In most cases, our fibreglass treatment kit removes the white calcium on fibreglass pools and restores the smooth blue finish within a few weeks.  If left untreated, this white build-up will spread slowly across the pool surface and become thicker and more noticeable over time.  For this reason, we strongly suggest doing something about it as soon as possible.  Our calcium removal compound removes this calcium formation by softening and dissolving the build-up without draining the water, acid washing or scrubbing the pool.

Whitening or discolouration on fibreglass pool surfaces is normally a result of one of the following factors. We have ranked them in order from most common (1) to least common (5):

  1. Calcium precipitation (build-up) on the fibreglass surface.
  2. Pool interior is in final stages of aging (25+ years).
  3. Bleaching of colour from gelcoat interior.
  4. The gelcoat layer has not been cured properly in the factory.
  5. Undissolved buffer (alkalinity increaser) has bonded to the pool surface.

1. Calcium build-up on the pool surface

High pH levels in the pool water may cause any calcium present in the pool water to precipitate onto the pool surfaces leaving a white gritty layer.  As the picture shows, this white layer becomes very noticeable when the pool water drops below its normal level.

To help prevent calcium formation, we suggest regularly testing the pH and calcium hardness levels in your pool water.  High calcium (above 350ppm) often occurs for two reasons.  First, too much calcium chloride (calcium increaser) has been added to the pool water.  Consequently, many furious pool owners tell us that their calcium issues started after they were incorrectly advised by their pool shop to add too much calcium chloride to their fibreglass pool. Second, the use of a calcium-based granular chlorine has increased the calcium hardness level. If your calcium levels seem to be rising for no reason, then it could be that the use of granular chlorine (calcium hypochlorite) is the cause.

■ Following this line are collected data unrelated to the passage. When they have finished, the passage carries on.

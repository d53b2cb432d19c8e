//! Content rendering for engine replies.
//!
//! The engine answers in Markdown. This module parses that text into a
//! structured block/inline tree and decorates path-like spans with an
//! open target, so the presentation layer can wire them to the engine's
//! open endpoint. Classification happens on the raw span text, before any
//! structural decoration, and each qualifying span is classified
//! independently: a table with fifty cells performs fifty checks.
//!
//! Rendering is a pure transform: no IO, no shared state, and the same
//! input always yields a structurally identical tree. Malformed or
//! partial Markdown degrades to plain text instead of erroring.

use pulldown_cmark::{CodeBlockKind, Event, Options, Parser, Tag, TagEnd};

use crate::paths::open_target;

/// Which side of the conversation a document renders for.
///
/// User mode is compact and single-line-biased: hard breaks collapse to
/// spaces. Assistant mode keeps the full block set. Both modes apply the
/// same path-detection rule; duration and copy affordances on assistant
/// turns are the caller's concern, not the renderer's.
#[derive(Debug, Copy, Clone, PartialEq, Eq)]
pub enum RenderMode {
    /// Compact rendering for user turns.
    User,

    /// Full rendering for assistant turns.
    Assistant,
}

/// A rendered document: an ordered sequence of blocks.
#[derive(Debug, Clone, PartialEq)]
pub struct Document {
    /// The mode the document was rendered in.
    pub mode: RenderMode,

    /// Top-level blocks in source order.
    pub blocks: Vec<Block>,
}
//! Error types for the OmniMind client.
//!
//! This module defines the error type system for everything that can go
//! wrong when talking to the OmniMind engine. The important split for
//! callers is cancellation versus transport failure: a cancelled exchange
//! was aborted by this client on purpose and must never be reported as a
//! connectivity problem.

use std::error;
use std::fmt;
use std::io;
use std::sync::Arc;

/// The main error type for the OmniMind client.
#[derive(Clone, Debug)]
pub enum Error {
    /// The engine returned a non-success status code.
    Api {
        /// HTTP status code.
        status_code: u16,
        /// Human-readable error message.
        message: String,
        /// Request ID for debugging, when the engine provides one.
        request_id: Option<String>,
    },

    /// A request was rejected locally before any work happened.
    Validation {
        /// Human-readable error message.
        message: String,
        /// Parameter that failed validation.
        param: Option<String>,
    },

    /// The exchange was aborted by this client.
    ///
    /// This is always user-initiated. It is deliberately distinct from
    /// every transport variant so that callers can route it to
    /// interruption bookkeeping instead of failure reporting.
    Cancelled {
        /// Human-readable error message.
        message: String,
    },

    /// The engine could not be reached.
    Connection {
        /// Human-readable error message.
        message: String,
        /// Underlying cause.
        source: Option<Arc<dyn error::Error + Send + Sync>>,
    },

    /// The request timed out.
    Timeout {
        /// Human-readable error message.
        message: String,
        /// Duration of the timeout in seconds.
        duration: Option<f64>,
    },

    /// HTTP client error.
    HttpClient {
        /// Human-readable error message.
        message: String,
        /// The underlying error.
        source: Option<Arc<dyn error::Error + Send + Sync>>,
    },

    /// Error during JSON serialization or deserialization.
    Serialization {
        /// Human-readable error message.
        message: String,
        /// The underlying error.
        source: Option<Arc<dyn error::Error + Send + Sync>>,
    },

    /// I/O error.
    Io {
        /// Human-readable error message.
        message: String,
        /// The underlying error.
        source: Arc<io::Error>,
    },

    /// A document upload failed.
    Upload {
        /// Name of the file that could not be processed.
        file_name: String,
        /// Human-readable error message.
        message: String,
    },

    /// A URL parsing or manipulation error.
    Url {
        /// Human-readable error message.
        message: String,
        /// The underlying error.
        source: Option<url::ParseError>,
    },
}

impl Error {
    /// Creates a new API error.
    pub fn api(status_code: u16, message: impl Into<String>, request_id: Option<String>) -> Self {
        Error::Api {
            status_code,
            message: message.into(),
            request_id,
        }
    }

    /// Creates a new validation error.
    pub fn validation(message: impl Into<String>, param: Option<String>) -> Self {
        Error::Validation {
            message: message.into(),
            param,
        }
    }

    /// Creates a new cancellation error.
    pub fn cancelled(message: impl Into<String>) -> Self {
        Error::Cancelled {
            message: message.into(),
        }
    }

    /// Creates a new connection error.
    pub fn connection(
        message: impl Into<String>,
        source: Option<Box<dyn error::Error + Send + Sync>>,
    ) -> Self {
        Error::Connection {
            message: message.into(),
            source: source.map(Arc::from),
        }
    }

    /// Creates a new timeout error.
    pub fn timeout(message: impl Into<String>, duration: Option<f64>) -> Self {
        Error::Timeout {
            message: message.into(),
            duration,
        }
    }

    /// Creates a new HTTP client error.
    pub fn http_client(
        message: impl Into<String>,
        source: Option<Box<dyn error::Error + Send + Sync>>,
    ) -> Self {
        Error::HttpClient {
            message: message.into(),
            source: source.map(Arc::from),
        }
    }

    /// Creates a new serialization error.
    pub fn serialization(
        message: impl Into<String>,
        source: Option<Box<dyn error::Error + Send + Sync>>,
    ) -> Self {
        Error::Serialization {
            message: message.into(),
            source: source.map(Arc::from),
        }
    }

    /// Creates a new I/O error.
    pub fn io(message: impl Into<String>, source: io::Error) -> Self {
        Error::Io {
            message: message.into(),
            source: Arc::new(source),
        }
    }

    /// Creates a new upload error.
    pub fn upload(file_name: impl Into<String>, message: impl Into<String>) -> Self {
        Error::Upload {
            file_name: file_name.into(),
            message: message.into(),
        }
    }

    /// Creates a new URL error.
    pub fn url(message: impl Into<String>, source: Option<url::ParseError>) -> Self {
        Error::Url {
            message: message.into(),
            source,
        }
    }

    /// Returns true if this error is a validation error.
    pub fn is_validation(&self) -> bool {
        matches!(self, Error::Validation { .. })
    }

    /// Returns true if this error is a client-initiated cancellation.
    pub fn is_cancellation(&self) -> bool {
        matches!(self, Error::Cancelled { .. })
    }

    /// Returns true if this error is an upload failure.
    pub fn is_upload(&self) -> bool {
        matches!(self, Error::Upload { .. })
    }

    /// Returns true if this error belongs to the transport family.
    ///
    /// Transport errors are the ones a user can self-diagnose: the engine
    /// is down, unreachable, slow, or returned garbage. Cancellations and
    /// validation failures are not transport errors.
    pub fn is_transport(&self) -> bool {
        matches!(
            self,
            Error::Api { .. }
                | Error::Connection { .. }
                | Error::Timeout { .. }
                | Error::HttpClient { .. }
                | Error::Serialization { .. }
                | Error::Io { .. }
        )
    }

    /// Returns the status code associated with this error, if any.
    pub fn status_code(&self) -> Option<u16> {
        match self {
            Error::Api { status_code, .. } => Some(*status_code),
            _ => None,
        }
    }

    /// Returns the request ID associated with this error, if any.
    pub fn request_id(&self) -> Option<&str> {
        match self {
            Error::Api { request_id, .. } => request_id.as_deref(),
            _ => None,
        }
    }
}

impl fmt::Display for Error {
    fn fmt(&self, f: &mut fmt::Formatter<'_>) -> fmt::Result {
        match self {
            Error::Api {
                status_code,
                message,
                request_id,
            } => {
                if let Some(request_id) = request_id {
                    write!(
                        f,
                        "Engine error (HTTP {status_code}): {message} (Request ID: {request_id})"
                    )
                } else {
                    write!(f, "Engine error (HTTP {status_code}): {message}")
                }
            }
            Error::Validation { message, param } => {
                if let Some(param) = param {
                    write!(f, "Validation error: {message} (parameter: {param})")
                } else {
                    write!(f, "Validation error: {message}")
                }
            }
            Error::Cancelled { message } => {
                write!(f, "Request cancelled: {message}")
            }
            Error::Connection { message, .. } => {
                write!(f, "Connection error: {message}")
            }
            Error::Timeout { message, duration } => {
                if let Some(duration) = duration {
                    write!(f, "Timeout error: {message} ({duration} seconds)")
                } else {
                    write!(f, "Timeout error: {message}")
                }
            }
            Error::HttpClient { message, .. } => {
                write!(f, "HTTP client error: {message}")
            }
            Error::Serialization { message, .. } => {
                write!(f, "Serialization error: {message}")
            }
            Error::Io { message, .. } => {
                write!(f, "I/O error: {message}")
            }
            Error::Upload { file_name, message } => {
                write!(f, "Upload failed for {file_name}: {message}")
            }
            Error::Url { message, .. } => {
                write!(f, "URL error: {message}")
            }
        }
    }
}

impl error::Error for Error {
    fn source(&self) -> Option<&(dyn error::Error + 'static)> {
        match self {
            Error::Connection { source, .. } => source
                .as_ref()
                .map(|e| e.as_ref() as &(dyn error::Error + 'static)),
            Error::HttpClient { source, .. } => source
                .as_ref()
                .map(|e| e.as_ref() as &(dyn error::Error + 'static)),
            Error::Serialization { source, .. } => source
                .as_ref()
                .map(|e| e.as_ref() as &(dyn error::Error + 'static)),
            Error::Io { source, .. } => Some(source),
            Error::Url { source, .. } => {
                source.as_ref().map(|e| e as &(dyn error::Error + 'static))
            }
            _ => None,
        }
    }
}

impl From<io::Error> for Error {
    fn from(err: io::Error) -> Self {
        Error::io(err.to_string(), err)
    }
}

impl From<serde_json::Error> for Error {
    fn from(err: serde_json::Error) -> Self {
        Error::serialization(format!("JSON error: {err}"), Some(Box::new(err)))
    }
}

impl From<url::ParseError> for Error {
    fn from(err: url::ParseError) -> Self {
        Error::url(format!("URL parse error: {err}"), Some(err))
    }
}

/// A specialized Result type for OmniMind operations.
pub type Result<T> = std::result::Result<T, Error>;

#[cfg(test)]
mod tests {
    use super::*;

    #[test]
    fn cancellation_is_not_transport() {
        let err = Error::cancelled("user pressed stop");
        assert!(err.is_cancellation());
        assert!(!err.is_transport());
    }

    #[test]
    fn transport_family() {
        assert!(Error::connection("refused", None).is_transport());
        assert!(Error::timeout("slow", Some(60.0)).is_transport());
        assert!(Error::api(500, "boom", None).is_transport());
        assert!(!Error::validation("empty", None).is_transport());
        assert!(!Error::upload("a.pdf", "bad").is_transport());
    }

    #[test]
    fn api_accessors() {
        let err = Error::api(429, "slow down", Some("req-1".to_string()));
        assert_eq!(err.status_code(), Some(429));
        assert_eq!(err.request_id(), Some("req-1"));
        assert_eq!(Error::cancelled("stop").status_code(), None);
    }

    #[test]
    fn display_names_the_file() {
        let err = Error::upload("quote.pdf", "unsupported format");
        assert!(err.to_string().contains("quote.pdf"));
    }
}
//! Filesystem path detection for rendered content.
//!
//! The engine's replies routinely name files it found on the user's
//! machine, usually inside bold or inline-code spans. This module decides
//! whether a rendered text fragment looks like a filesystem path so the
//! renderer can wire it to an open action.
//!
//! The heuristic is deliberately permissive: a bold label misclassified
//! as a path is a clickable-but-harmless span, while a missed real path
//! breaks the user's main workflow of opening files the engine found.

/// Returns true if `token` looks like a filesystem path.
///
/// A token qualifies when it is at least three characters long and any of
/// the following hold after trimming surrounding whitespace:
///
/// - it starts with `/` (POSIX absolute path),
/// - it starts with a single ASCII drive letter followed by `:` and a
///   separator (`C:/` or `C:\`, case-insensitive),
/// - it starts with `\\` (UNC network path),
/// - it contains `:/` or `:\` anywhere (mixed-separator or embedded
///   drive references).
///
/// The length check runs against the raw token, before trimming. Pure
/// string inspection; never panics.
///
/// # Examples
///
/// ```
/// # use omnimind::paths::is_path_like;
/// assert!(is_path_like("/Users/a"));
/// assert!(is_path_like("C:\\Windows"));
/// assert!(!is_path_like("hello"));
/// assert!(!is_path_like("ab"));
/// ```
pub fn is_path_like(token: &str) -> bool {
    if token.len() < 3 {
        return false;
    }
    let s = token.trim();
    s.starts_with('/')
        || has_drive_prefix(s)
        || s.starts_with("\\\\")
        || s.contains(":/")
        || s.contains(":\\")
}

/// Returns the normalized open target for `token`, when it classifies as
/// a path.
///
/// Normalization is trimming only: the engine emits paths verbatim and
/// the open endpoint resolves them on its side.
pub fn open_target(token: &str) -> Option<String> {
    if is_path_like(token) {
        Some(token.trim().to_string())
    } else {
        None
    }
}

fn has_drive_prefix(s: &str) -> bool {
    let bytes = s.as_bytes();
    bytes.len() >= 3
        && bytes[0].is_ascii_alphabetic()
        && bytes[1] == b':'
        && (bytes[2] == b'/' || bytes[2] == b'\\')
}
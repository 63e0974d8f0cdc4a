pub(crate) mod auth;
pub(crate) mod catalog;
pub(crate) mod errors;
pub(crate) mod guards;
pub(crate) mod handlers;
pub(crate) mod pagination;
pub(crate) mod questions;
pub(crate) mod router;
pub(crate) mod student;
pub(crate) mod users;
pub(crate) mod validation;
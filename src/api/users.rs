use axum::{
    extract::{Path, Query, State},
    http::StatusCode,
    routing::get,
    Json, Router,
};
use serde::Deserialize;
use uuid::Uuid;
use validator::Validate;

use crate::api::errors::ApiError;
use crate::api::guards::{CurrentAdmin, CurrentUser};
use crate::api::pagination::{default_limit, PaginatedResponse};
use crate::api::validation::normalize_username;
use crate::core::security;
use crate::core::state::AppState;
use crate::core::time::primitive_now_utc;
use crate::db::types::UserRole;
use crate::repositories;
use crate::repositories::users::UserFilters;
use crate::schemas::user::{AdminUserCreate, AdminUserUpdate, UserResponse};

#[derive(Debug, Deserialize)]
pub(crate) struct UserListQuery {
    #[serde(default)]
    skip: i64,
    #[serde(default = "default_limit")]
    limit: i64,
    #[serde(default)]
    search: Option<String>,
    #[serde(default)]
    role: Option<UserRole>,
    #[serde(default)]
    #[serde(alias = "isActive")]
    is_active: Option<bool>,
}

pub(crate) fn router() -> Router<AppState> {
    Router::new()
        .route("/me", get(me))
        .route("/", get(list_users).post(create_user))
        .route("/:user_id", get(get_user).patch(update_user))
}

async fn me(CurrentUser(user): CurrentUser) -> Json<UserResponse> {
    Json(UserResponse::from_db(user))
}

async fn list_users(
    Query(params): Query<UserListQuery>,
    CurrentAdmin(_admin): CurrentAdmin,
    State(state): State<AppState>,
) -> Result<Json<PaginatedResponse<UserResponse>>, ApiError> {
    let filters = UserFilters {
        search: params.search.as_deref().filter(|search| !search.trim().is_empty()),
        role: params.role,
        is_active: params.is_active,
    };
    let limit = params.limit.clamp(1, 1000);
    let skip = params.skip.max(0);

    let users = repositories::users::list(state.db(), &filters, skip, limit)
        .await
        .map_err(|e| ApiError::internal(e, "Failed to list users"))?;
    let total_count = repositories::users::count(state.db(), &filters)
        .await
        .map_err(|e| ApiError::internal(e, "Failed to count users"))?;

    Ok(Json(PaginatedResponse {
        items: users.into_iter().map(UserResponse::from_db).collect(),
        total_count,
        skip,
        limit,
    }))
}

async fn get_user(
    Path(user_id): Path<String>,
    CurrentAdmin(_admin): CurrentAdmin,
    State(state): State<AppState>,
) -> Result<Json<UserResponse>, ApiError> {
    let user = repositories::users::find_by_id(state.db(), &user_id)
        .await
        .map_err(|e| ApiError::internal(e, "Failed to fetch user"))?
        .ok_or_else(|| ApiError::not_found("User not found"))?;

    Ok(Json(UserResponse::from_db(user)))
}

async fn create_user(
    CurrentAdmin(admin): CurrentAdmin,
    State(state): State<AppState>,
    Json(payload): Json<AdminUserCreate>,
) -> Result<(StatusCode, Json<UserResponse>), ApiError> {
    payload.validate()?;
    let username = normalize_username(&payload.username)?;

    let existing = repositories::users::exists_by_username(state.db(), &username)
        .await
        .map_err(|e| ApiError::internal(e, "Failed to check existing user"))?;
    if existing.is_some() {
        return Err(ApiError::Conflict("Username is already taken".to_string()));
    }

    let hashed_password = security::hash_password(&payload.password)
        .map_err(|e| ApiError::internal(e, "Failed to hash password"))?;
    let now = primitive_now_utc();

    let user = repositories::users::create(
        state.db(),
        repositories::users::CreateUser {
            id: &Uuid::new_v4().to_string(),
            username: &username,
            hashed_password,
            full_name: payload.full_name.trim(),
            role: payload.role,
            is_active: payload.is_active,
            created_at: now,
            updated_at: now,
        },
    )
    .await
    .map_err(|e| ApiError::internal(e, "Failed to create user"))?;

    tracing::info!(
        admin_id = %admin.id,
        user_id = %user.id,
        role = user.role.as_str(),
        action = "user_create",
        "Admin created user"
    );

    Ok((StatusCode::CREATED, Json(UserResponse::from_db(user))))
}

async fn update_user(
    Path(user_id): Path<String>,
    CurrentAdmin(admin): CurrentAdmin,
    State(state): State<AppState>,
    Json(payload): Json<AdminUserUpdate>,
) -> Result<Json<UserResponse>, ApiError> {
    payload.validate()?;

    repositories::users::find_by_id(state.db(), &user_id)
        .await
        .map_err(|e| ApiError::internal(e, "Failed to fetch user"))?
        .ok_or_else(|| ApiError::not_found("User not found"))?;

    if user_id == admin.id
        && (payload.is_active == Some(false)
            || payload.role.is_some_and(|role| role != UserRole::Admin))
    {
        return Err(ApiError::BadRequest(
            "Admins cannot deactivate or demote themselves".to_string(),
        ));
    }

    let hashed_password = payload
        .password
        .as_deref()
        .map(security::hash_password)
        .transpose()
        .map_err(|e| ApiError::internal(e, "Failed to hash password"))?;

    repositories::users::update(
        state.db(),
        &user_id,
        repositories::users::UpdateUser {
            full_name: payload.full_name.map(|name| name.trim().to_string()),
            role: payload.role,
            is_active: payload.is_active,
            hashed_password,
            updated_at: primitive_now_utc(),
        },
    )
    .await
    .map_err(|e| ApiError::internal(e, "Failed to update user"))?;

    let updated = repositories::users::fetch_one_by_id(state.db(), &user_id)
        .await
        .map_err(|e| ApiError::internal(e, "Failed to fetch updated user"))?;

    tracing::info!(
        admin_id = %admin.id,
        user_id = %updated.id,
        action = "user_update",
        "Admin updated user"
    );

    Ok(Json(UserResponse::from_db(updated)))
}
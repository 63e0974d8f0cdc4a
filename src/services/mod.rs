pub(crate) mod answer_check;
pub(crate) mod content_hash;
pub(crate) mod performance;
pub(crate) mod question_merge;
pub(crate) mod session_timing;
pub(crate) mod status_view;
pub(crate) mod workflow;
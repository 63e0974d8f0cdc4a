use tracing_subscriber::{fmt, EnvFilter};

use crate::core::config::Settings;

/// Installs the global subscriber. `RUST_LOG` takes precedence over `QBANK_LOG_LEVEL`.
pub(crate) fn init_tracing(settings: &Settings, service: &'static str) -> anyhow::Result<()> {
    let telemetry = settings.telemetry();
    let filter = EnvFilter::try_from_default_env()
        .unwrap_or_else(|_| EnvFilter::new(telemetry.log_level.clone()));

    let builder = fmt()
        .with_env_filter(filter)
        .with_target(false)
        .with_span_events(fmt::format::FmtSpan::CLOSE);

    let installed = if telemetry.json { builder.json().try_init() } else { builder.try_init() };
    installed.map_err(|err| anyhow::anyhow!(err.to_string()))?;

    tracing::info!(
        service,
        environment = settings.runtime().environment.as_str(),
        json = telemetry.json,
        "Tracing initialized"
    );

    Ok(())
}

Before adding any calcium to your pool water, we suggest contacting your pool manufacturer (rather than your pool shop) to find out what the recommended calcium levels should be for your pool. This is because each fibreglass pool brand recommends different calcium hardness levels.  Also, check that your pool shop water testing software shows that your pool surface is fibreglass and not concrete.

As the pictures show, our treatments can remove calcium build-up from fibreglass pools without draining water or acid washing.

Calcium on Fibreglass The Pool Stain Removers 5
This partially drained fibreglass pool shows the white calcium formation. Notice how thick and widespread it has become along the walls. This client did not attempt any type of treatment hoping that it would just disappear over time.

These pictures show calcium formation in a fibreglass pool which our treatment has removed without draining the pool water or acid washing.  Our customer in Western Australia was thrilled with the result.

2. The pool interior is ageing

Fibreglass pools typically pass through two phases as the surface begins to age.  The first is when the gelcoat colour slowly fades to a white colour over time.  This fading typically occurs because of chlorine in the water, years of sunlight, water chemistry imbalances and ageing. So the combination of these things will cause the coloured pigment within the gelcoat resin to slowly fade away.  Again, this colour loss, which often starts after 15-20 years, is normal and is not an indication of a defective pool interior.

layers of gelcoat
This sectional diagram shows the layers of a fibreglass pool from top to bottom. Notice that the pool water can slowly circulate through the top surface layer of gelcoat. This process can allow the gelcoat to be effected by poor water chemistry.
gelcoat fading in fibreglass
Worn gelcoat in fibreglass pool

The second stage of aging is when many fibreglass pools (30+ years old) start to develop a persistent white powdery substance which appears when the pool is brushed.  The white powder is actually degrading gelcoat which has slowly broken down over time.  This powdery gelcoat will eventually disappear in sections of the pool revealing the lower layers of resin which are often dark brown. This gelcoat breakdown is normal, particularly in high friction areas such as steps and ledges.  The best way to extend the life of your fibreglass is to consistently maintain the water correctly.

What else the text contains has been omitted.